La légende des reliques de Sainte Attale
Attale meurt en 741 dans son couvent de Saint-Etienne. Elle est alors une abbesse aimée et respectée. Les chroniques nous disent peu de choses sur sa vie, par contre le devenir de sa sépulture semble pour le moins mouvementé. La narration la plus ancienne nous vient, une nouvelle fois, de Koenigshoven, qui dans ses chroniques en langue latine, retrace les évènements. Le plus simple est de vous proposer ce texte dans son ensemble. Puis d’en éclairer, par quelques notes, le contenu étonnant.
Lisons donc Jakob Twinger von Koenigshoven.
Cet Athic (1) avait une fille du nom d’Odile et un fils nommé Adelbert. Cet Adelbert a épousé la fameuse Gerlinde et ils eurent une fille Attale et d’autres enfants, dont Eugénie et Gundelinde (2).
Cet Adelbert, père d’Attale, inspiré par la grâce divine, a décidé d’édifier un couvent dans un lieu qui était sien. Et il a choisi Argentorum (3), où, dans un endroit délaissé, sur les ruines de l’ancienne muraille, au bord de la Bruche, il a construit un couvent pour trente nonnes et quatre chanoines, pour servir Dieu et honorer Saint Etienne. Et c’est là qu’il a établi Attale, qui fut désignée abbesse par l’ensemble de la communauté. Elle vécut là de manière fort louable et y termina sa vie, dédiée aux bonnes œuvres. Après sa mort, il y eut de nombreux miracles, comme la raconte sa Légende, parmi eux, je n’en citerai brièvement que quelques-uns.
L’abbesse de Hohenburg Werentrudis a engagé un voleur, nommé Werner, pour qu’il lui rapporte une relique de Sainte Attale. Alors, Werner lui coupa la main, mais il fut pris sur le fait, pourtant on le relâcha.(4)
L’évêque de Strasbourg Widerolfus voulait, en ce temps, enterrer très profondément les reliques d’Attale, qu’elles pourrissent et que leur souvenir se perde. (5) Mais un certain Trutmann, diacre, désigné par révélation divine, a dissimulé le corps sous la terre, dans un endroit caché que nul ne connaissait. Plus tard, l’évêque fut dévoré par les souris (6). Et Trutmann, parti en Terre Sainte, est mort à Jérusalem. C’est ainsi que le corps est resté caché à tous et ce, jusqu’à l’an 1172 !

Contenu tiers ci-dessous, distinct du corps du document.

//! Quote fetching and market overview

use crate::error::Result;
use crate::metrics::{self, Fundamentals, PriceHistory};
use crate::model::{IndexRow, MarketOverview, QuoteSnapshot, VixReading};
use async_trait::async_trait;
use chrono::NaiveDate;
use std::sync::Arc;
use tracing::{debug, warn};

/// Index rows shown in the market overview, in display order
pub const OVERVIEW_INDICES: [(&str, &str); 3] = [
    ("^GSPC", "S&P 500"),
    ("^IXIC", "Nasdaq"),
    ("KRW=X", "USD/KRW"),
];

pub const VIX_SYMBOL: &str = "^VIX";

/// Provider of raw market data
#[cfg_attr(test, mockall::automock)]
#[async_trait]
pub trait MarketDataSource: Send + Sync {
    /// Last price, previous close and 52-week range from one year of daily bars
    async fn price_history(&self, symbol: &str) -> Result<PriceHistory>;

    /// Valuation and calendar fields
    async fn fundamentals(&self, symbol: &str) -> Result<Fundamentals>;
}

/// Turns raw market data into snapshots, never failing the caller
#[derive(Clone)]
pub struct QuoteFetcher {
    source: Arc<dyn MarketDataSource>,
}

impl QuoteFetcher {
    pub fn new(source: Arc<dyn MarketDataSource>) -> Self {
        Self { source }
    }

    /// Snapshot for one ticker
    ///
    /// A price-history failure yields [`QuoteSnapshot::Unavailable`]. A
    /// fundamentals failure only blanks the optional fields.
    pub async fn snapshot(&self, symbol: &str, today: NaiveDate) -> QuoteSnapshot {
        let history = match self.source.price_history(symbol).await {
            Ok(history) => history,
            Err(e) => {
                warn!(symbol, error = %e, "price history unavailable");
                return QuoteSnapshot::unavailable(e.to_string());
            }
        };

        let fundamentals = match self.source.fundamentals(symbol).await {
            Ok(f) => Some(f),
            Err(e) => {
                warn!(symbol, error = %e, "fundamentals unavailable, continuing without them");
                None
            }
        };

        let metrics = metrics::derive_metrics(&history, fundamentals.as_ref(), today);
        debug!(symbol, price = metrics.price, change = metrics.percent_change, "snapshot ready");
        QuoteSnapshot::Available(metrics)
    }

    /// Index rows plus VIX; `None` when nothing could be fetched
    pub async fn market_overview(&self) -> Option<MarketOverview> {
        let mut indices = Vec::with_capacity(OVERVIEW_INDICES.len());

        for (symbol, label) in OVERVIEW_INDICES {
            match self.source.price_history(symbol).await {
                Ok(history) => indices.push(IndexRow {
                    label: label.to_string(),
                    symbol: symbol.to_string(),
                    price: history.last,
                    percent_change: metrics::percent_change(history.last, history.previous_close),
                }),
                Err(e) => warn!(symbol, error = %e, "index row omitted"),
            }
        }

        let vix = match self.source.price_history(VIX_SYMBOL).await {
            Ok(history) => Some(VixReading::new(history.last)),
            Err(e) => {
                warn!(error = %e, "VIX reading omitted");
                None
            }
        };

        if indices.is_empty() && vix.is_none() {
            warn!("market overview unavailable");
            return None;
        }

        Some(MarketOverview { indices, vix })
    }
}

C’est à cette date qu’Attale est apparue à un vieux chevalier, Alberon, et lui a indiqué comment elle pouvait réapparaître. Le chevalier s’est alors rendu auprès d’Hedewig, l’abbesse de ce temps, et lui suggéré de faire creuser pour rechercher le corps, ainsi que Sainte Attale le lui avait ordonné. Mais l’abbesse refuse de se donner cette peine et surtout d’en subir les énormes dépenses. Après sa mort, Berthe fut élue à sa place. Avec ses sœurs, Berthe se rendit auprès de l’évêque Rodolphe et le pria de bien vouloir l’aider, afin que l’on retrouve ces reliques. Celui-ci leur accorda son aide avec confiance et géra la dépense. (7)

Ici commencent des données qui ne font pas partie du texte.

//! Per-stage request templates

use briefing_prompt::{JinjaTemplate, Result};

/// Three-line summary plus sentiment for one ticker's news
///
/// Variables: `ticker`, `name`, `news` (list of `{title, description}`)
pub fn summarize_news_prompt() -> Result<JinjaTemplate> {
    JinjaTemplate::bilingual(
        super::SUMMARIZE_NEWS,
        r"다음은 {{ name }}({{ ticker }}) 관련 최신 뉴스입니다.

{% for item in news %}- {{ item.title }}{% if item.description %}: {{ item.description }}{% endif %}
{% endfor %}
위 뉴스를 바탕으로 투자자를 위한 핵심 요약 3줄과 투자 심리(긍정/중립/부정)를 작성하세요.
답변은 아래 네 줄만 작성하세요. 마지막 줄의 값은 positive, neutral, negative 중 하나입니다.
1. <요약>
2. <요약>
3. <요약>
SENTIMENT: positive|neutral|negative",
        r"Here is the latest news about {{ name }} ({{ ticker }}).

{% for item in news %}- {{ item.title }}{% if item.description %}: {{ item.description }}{% endif %}
{% endfor %}
Based on this news, write a three-line summary for investors and the overall investor sentiment.
Reply with exactly these four lines. The last value is one of positive, neutral or negative.
1. <summary>
2. <summary>
3. <summary>
SENTIMENT: positive|neutral|negative",
    )
}

/// Literal-order translation of numbered titles
///
/// Variables: `count`, `target` (language name), `titles`
pub fn translate_titles_prompt() -> Result<JinjaTemplate> {
    JinjaTemplate::bilingual(
        super::TRANSLATE_TITLES,
        r"다음 뉴스 제목 {{ count }}개를 {{ target }}로 번역하세요. 순서를 바꾸지 마세요.
회사명과 티커는 그대로 두세요.
답변은 정확히 {{ count }}줄이며 각 줄은 '번호. 번역문' 형식입니다.

{% for title in titles %}{{ loop.index }}. {{ title }}
{% endfor %}",
        r"Translate the following {{ count }} news headlines into {{ target }}, keeping their order.
Leave company names and tickers unchanged.
Reply with exactly {{ count }} lines, each in the form 'number. translation'.

{% for title in titles %}{{ loop.index }}. {{ title }}
{% endfor %}",
    )
}

/// Up to two tickers most talked about in today's headlines
///
/// Variables: `headlines`
pub fn hot_tickers_prompt() -> Result<JinjaTemplate> {
    JinjaTemplate::bilingual(
        super::PICK_HOT_TICKERS,
        r"오늘의 미국 경제 헤드라인입니다.

{% for headline in headlines %}- {{ headline }}
{% endfor %}
가장 주목받는 미국 상장 종목을 최대 2개 고르세요.
답변은 한 줄만 작성하세요: TICKERS: AAPL, NVDA",
        r"Here are today's US business headlines.

{% for headline in headlines %}- {{ headline }}
{% endfor %}
Pick at most 2 US-listed stocks that draw the most attention.
Reply with a single line only: TICKERS: AAPL, NVDA",
    )
}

Mais avant que l’on trouve le corps de Sainte Attale on déterra tout d’abord le cadavre de la vierge Savine, sa sœur bien aimée, ensuite celui de Gerlinde, mère d’Attale, celui de Bachildis, la deuxième épouse du duc Adelbert, épousée après la mort de Gerlinde et du vivant d’Attale. Ensuite, ce fut le corps d’Adelbert, avec celui de sa petite fille Albine, ensuite le corps de Childéric, ancêtre d’Attale. Et enfin, grâce à la persévérance d’une religieuse du nom de Hemma, on trouva l’endroit où Attale et ses reliques étaient dissimulées, dans un reliquaire, car ils étaient enterrés ainsi, et ainsi ils les trouvèrent. Ils étaient recouverts de terre depuis plus de 250 ans. (8)
Alors jaillit une source où de nombreux malades se sont plongés ou se sont lavés, et ils ont retrouvé la santé (9)…
- Note 1 - Athic est un des noms du duc d’Alsace Adalric, père de Sainte Odile : Athic, Adalric ou Etichon suivant les auteurs.
- Note 2 - ~720 -Eugénie fut la deuxième abbesse de Hohenburg, et Gundelinde la deuxième abbesse de Niedermunster. Hohenburg et Niedermunster sont les deux couvents créés par Odile sur le Mont-Sainte-Odile.
- Note 3 - Argentorum est le nom latin de Strasbourg. Le couvent de Saint-Étienne est devenu aujourd’hui un collège.
- Note 4 - 741 - Werentrude est la troisième abbesse de Hohenburg, elle succède à Odile et à Eugénie sa nièce. Nous sommes alors à l’époque, où les reliques sont fort convoitées. Werentrude voulait attirer les pèlerins et leurs dons à Hohenburg, signe de la vénération qu’inspirait alors Attale…et signe aussi de la rivalité entre les monastères d’alors.
Selon d’autres chroniques, le voleur Werner n’est pas surpris lors de son délit, mais il s’égare dans la nuit en rejoignant le Mont-Sainte-Odile. Et Werner se présente, au petit jour, par erreur, à Saint-Étienne ! Consternation des nonnes ! Mais comment Werner aurait-il pu confondre un couvent situé en ville avec notre Hohenburg perché sur la montagne ?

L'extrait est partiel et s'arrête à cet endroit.